Fears were identified in a qualitative study, and reformulated as assertions with which participants could rate their agreement (on a 0–10 numeric rating scale). A cross-sectional validation study was performed including patients diagnosed with RA or axSpA. Redundant items (correlation >0.65) were excluded. Internal consistency (Cronbach’s α) and factorial structure (principal component analysis) were assessed. Patients were classified into fear levels (cluster analysis). Associations between patient variables and fear levels were evaluated using multiple logistic regression.

Results

672 patients were included in the validation study (432 RA, 240 axSpA); most had moderate disease activity and were prescribed biologics.
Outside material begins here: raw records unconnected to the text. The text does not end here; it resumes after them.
/// GPU context management - handles wgpu device/queue initialization
use anyhow::{Context, Result};
use wgpu;

/// GPU context containing device, queue, and adapter info
pub struct GpuContext {
    pub device: wgpu::Device,
    pub queue: wgpu::Queue,
    pub adapter_info: wgpu::AdapterInfo,
    pub limits: wgpu::Limits,
}

impl GpuContext {
    /// Create a new GPU context
    ///
    /// This initializes wgpu with the best available adapter (GPU).
    /// On Linux, this will typically use Vulkan.
    pub async fn new() -> Result<Self> {
        log::info!("Initializing GPU context...");

        // Create wgpu instance
        let instance = wgpu::Instance::new(wgpu::InstanceDescriptor {
            backends: wgpu::Backends::all(),
            ..Default::default()
        });

        // Request adapter (GPU)
        let adapter = instance
            .request_adapter(&wgpu::RequestAdapterOptions {
                power_preference: wgpu::PowerPreference::HighPerformance,
                compatible_surface: None,
                force_fallback_adapter: false,
            })
            .await
            .context("Failed to find suitable GPU adapter")?;

        let adapter_info = adapter.get_info();
        log::info!(
            "Selected GPU adapter: {} ({:?})",
            adapter_info.name,
            adapter_info.backend
        );

        // Request device and queue
        let (device, queue) = adapter
            .request_device(&wgpu::DeviceDescriptor {
                label: Some("Wallpaper Daemon GPU Device"),
                required_features: wgpu::Features::empty(),
                required_limits: wgpu::Limits::default(),
                memory_hints: wgpu::MemoryHints::Performance,
                ..Default::default()
            })
            .await
            .context("Failed to create GPU device")?;

        let limits = device.limits();

        log::info!("GPU context initialized successfully");
        log::info!("  Backend: {:?}", adapter_info.backend);
        log::info!(
            "  Max Texture Size: {}x{}",
            limits.max_texture_dimension_2d,
            limits.max_texture_dimension_2d
        );

        Ok(Self {
            device,
            queue,
            adapter_info,
            limits,
        })
    }

    /// Get GPU capabilities for reporting
    pub fn capabilities(&self) -> crate::gpu::GpuCapabilities {
        crate::gpu::GpuCapabilities {
            adapter_name: self.adapter_info.name.clone(),
            backend: format!("{:?}", self.adapter_info.backend),
            max_texture_size: self.limits.max_texture_dimension_2d,
            supports_compute: self
                .device
                .features()
                .contains(wgpu::Features::TEXTURE_ADAPTER_SPECIFIC_FORMAT_FEATURES),
        }
    }
}

impl std::fmt::Debug for GpuContext {
    fn fmt(&self, f: &mut std::fmt::Formatter<'_>) -> std::fmt::Result {
        f.debug_struct("GpuContext")
            .field("adapter", &self.adapter_info.name)
            .field("backend", &self.adapter_info.backend)
            .finish()
    }
}
//! `murkwallctl`: a thin line-protocol client for `murkwalld`.
//!
//! Every subcommand maps to exactly one [`murkwall_common::IpcCommand`],
//! writes its wire form plus a trailing newline to the daemon's socket, and
//! prints back whatever response line(s) the daemon sends. There is no
//! structured response parsing here: the daemon's `STATUS:`/`TRANSITION:`/
//! `OK`/`ERROR:` lines are already meant for a human to read.

use std::io::{BufRead, BufReader, Write};
use std::os::unix::net::UnixStream;
use std::process::ExitCode;

use clap::{Parser, Subcommand};
use murkwall_common::get_socket_path;

#[derive(Parser)]
#[command(name = "murkwallctl")]
#[command(about = "Control a running murkwalld instance", long_about = None)]
#[command(version)]
struct Cli {
    #[command(subcommand)]
    command: Commands,
}

#[derive(Subcommand)]
enum Commands {
    /// Switch the displayed media to a new image or video file
    Change {
        /// Path to the new wallpaper file
        path: String,
    },

    /// Pause video playback
    Pause,

    /// Resume video playback
    Resume,

    /// Print the currently displayed media and playback state
    Query,

    /// Enable or disable the cross-fade transition
    SetTransition {
        /// Transition kind: "none" or "fade"
        kind: String,
    },

    /// Print the active transition kind, whether it's enabled, and its duration
    GetTransition,

    /// Set the cross-fade duration, in seconds (0.0-5.0)
    SetTransitionDuration {
        /// Duration in seconds
        seconds: String,
    },

    /// Ask the daemon to shut down cleanly
    Stop,
}

fn main() -> ExitCode {
    let cli = Cli::parse();

    let command = match cli.command {
        Commands::Change { path } => murkwall_common::IpcCommand::Change(path),
        Commands::Pause => murkwall_common::IpcCommand::Pause,
        Commands::Resume => murkwall_common::IpcCommand::Resume,
        Commands::Query => murkwall_common::IpcCommand::Query,
        Commands::SetTransition { kind } => murkwall_common::IpcCommand::SetTransition(kind),
        Commands::GetTransition => murkwall_common::IpcCommand::GetTransition,
        Commands::SetTransitionDuration { seconds } => {
            murkwall_common::IpcCommand::SetTransitionDuration(seconds)
        }
        Commands::Stop => murkwall_common::IpcCommand::Stop,
    };

    match send_command(&command) {
        Ok(lines) => {
            let mut is_error = false;
            for line in &lines {
                println!("{line}");
                is_error |= line.starts_with("ERROR");
            }
            if is_error { ExitCode::FAILURE } else { ExitCode::SUCCESS }
        }
        Err(e) => {
            eprintln!("error: {e}");
            eprintln!("is murkwalld running? the socket is expected at {}", get_socket_path().display());
            ExitCode::FAILURE
        }
    }
}

/// Send one command and read back its single response line. Every command
/// in the table answers with exactly one line; `stop` half-closes its write
/// side right after, which just makes the next call's connect fail instead
/// of changing anything here.
fn send_command(command: &murkwall_common::IpcCommand) -> anyhow::Result<Vec<String>> {
    let socket_path = get_socket_path();
    let mut stream = UnixStream::connect(&socket_path)?;

    let line = format!("{}\n", command.to_line());
    stream.write_all(line.as_bytes())?;
    stream.flush()?;

    let mut reader = BufReader::new(stream);
    let mut buf = String::new();
    let n = reader.read_line(&mut buf)?;
    if n == 0 {
        anyhow::bail!("daemon closed the connection without a response");
    }

    Ok(vec![buf.trim_end_matches(['\r', '\n']).to_string()])
}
The final questionnaire included 10 questions with high internal consistency (α: 0.89) and a single dimension. Mean scores (±SD) were 51.2 (±25.4) in RA and 60.5 (±22.9) in axSpA. Groups of patients with high (17.2%), moderate (41.1%) and low (41.7%) fear scores were identified. High fear scores were associated with high Arthritis Helplessness Index scores (OR 6.85, 95% CI (3.95 to 11.87)); high Hospital Anxiety and Depression Scale anxiety (OR 5.80, 95% CI (1.19 to 4.22)) and depression (OR 2.37, 95% CI (1.29 to 4.37)) scores; low education level (OR 3.48, 95% CI (1.37 to 8.83)); and high perceived disease activity (OR 2.36, 95% CI (1.10 to 5.04)).

Conclusions

Overall, 17.2% of patients had high fear scores, although disease was often well controlled. High fear scores were associated with psychological distress. This questionnaire could be useful both in routine practice and clinical trials.